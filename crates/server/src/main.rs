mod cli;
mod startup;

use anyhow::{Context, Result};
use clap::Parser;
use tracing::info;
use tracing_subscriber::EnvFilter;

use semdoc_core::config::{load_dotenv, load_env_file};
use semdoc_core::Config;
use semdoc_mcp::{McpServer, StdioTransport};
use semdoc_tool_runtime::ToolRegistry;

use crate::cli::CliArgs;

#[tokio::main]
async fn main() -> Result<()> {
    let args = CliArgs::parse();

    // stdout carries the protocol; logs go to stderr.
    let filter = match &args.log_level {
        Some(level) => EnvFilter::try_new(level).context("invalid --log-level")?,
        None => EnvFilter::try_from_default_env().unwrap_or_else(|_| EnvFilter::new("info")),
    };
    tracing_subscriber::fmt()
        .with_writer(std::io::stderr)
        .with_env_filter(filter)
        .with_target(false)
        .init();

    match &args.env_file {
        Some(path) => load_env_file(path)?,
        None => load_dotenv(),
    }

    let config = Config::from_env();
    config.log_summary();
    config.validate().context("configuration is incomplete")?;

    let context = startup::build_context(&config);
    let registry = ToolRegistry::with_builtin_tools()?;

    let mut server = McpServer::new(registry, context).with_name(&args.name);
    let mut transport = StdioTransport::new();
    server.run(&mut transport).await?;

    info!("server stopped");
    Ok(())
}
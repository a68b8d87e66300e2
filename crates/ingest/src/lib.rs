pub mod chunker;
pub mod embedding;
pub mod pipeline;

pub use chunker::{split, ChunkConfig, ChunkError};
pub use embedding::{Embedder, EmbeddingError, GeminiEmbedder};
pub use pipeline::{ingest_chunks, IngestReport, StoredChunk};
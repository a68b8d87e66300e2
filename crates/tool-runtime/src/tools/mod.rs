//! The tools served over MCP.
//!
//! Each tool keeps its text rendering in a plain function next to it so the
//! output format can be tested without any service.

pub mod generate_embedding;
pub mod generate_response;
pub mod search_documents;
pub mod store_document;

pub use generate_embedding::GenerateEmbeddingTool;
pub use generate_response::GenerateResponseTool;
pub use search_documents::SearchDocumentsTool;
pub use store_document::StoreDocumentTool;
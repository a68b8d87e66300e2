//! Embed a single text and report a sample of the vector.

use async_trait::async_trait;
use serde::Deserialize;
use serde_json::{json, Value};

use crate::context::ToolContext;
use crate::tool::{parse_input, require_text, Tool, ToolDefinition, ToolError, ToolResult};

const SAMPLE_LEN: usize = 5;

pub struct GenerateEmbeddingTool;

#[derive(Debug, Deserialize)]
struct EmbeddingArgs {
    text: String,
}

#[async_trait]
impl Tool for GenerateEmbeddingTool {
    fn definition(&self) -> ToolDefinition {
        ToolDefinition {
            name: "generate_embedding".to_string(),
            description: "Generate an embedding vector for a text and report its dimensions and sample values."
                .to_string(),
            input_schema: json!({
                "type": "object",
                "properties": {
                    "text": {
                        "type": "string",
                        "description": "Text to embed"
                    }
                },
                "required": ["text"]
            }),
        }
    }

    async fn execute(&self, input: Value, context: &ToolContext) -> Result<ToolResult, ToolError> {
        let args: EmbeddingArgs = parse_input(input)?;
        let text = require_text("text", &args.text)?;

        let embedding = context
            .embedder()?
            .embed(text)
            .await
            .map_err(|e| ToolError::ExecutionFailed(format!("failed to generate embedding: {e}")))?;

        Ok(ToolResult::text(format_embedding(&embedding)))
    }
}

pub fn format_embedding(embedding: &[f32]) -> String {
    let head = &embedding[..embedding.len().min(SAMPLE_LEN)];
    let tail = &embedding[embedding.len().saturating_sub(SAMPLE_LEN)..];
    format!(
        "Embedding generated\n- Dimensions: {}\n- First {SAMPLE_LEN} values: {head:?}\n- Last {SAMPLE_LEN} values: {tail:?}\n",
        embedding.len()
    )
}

++++++++

WORK INSTRUCTIONS:
All lines in the records above with "McpServer" need to be found and copied.

SOLUTION TO THIS PROBLEM:
use semdoc_mcp::{McpServer, StdioTransport};
    let mut server = McpServer::new(registry, context).with_name(&args.name);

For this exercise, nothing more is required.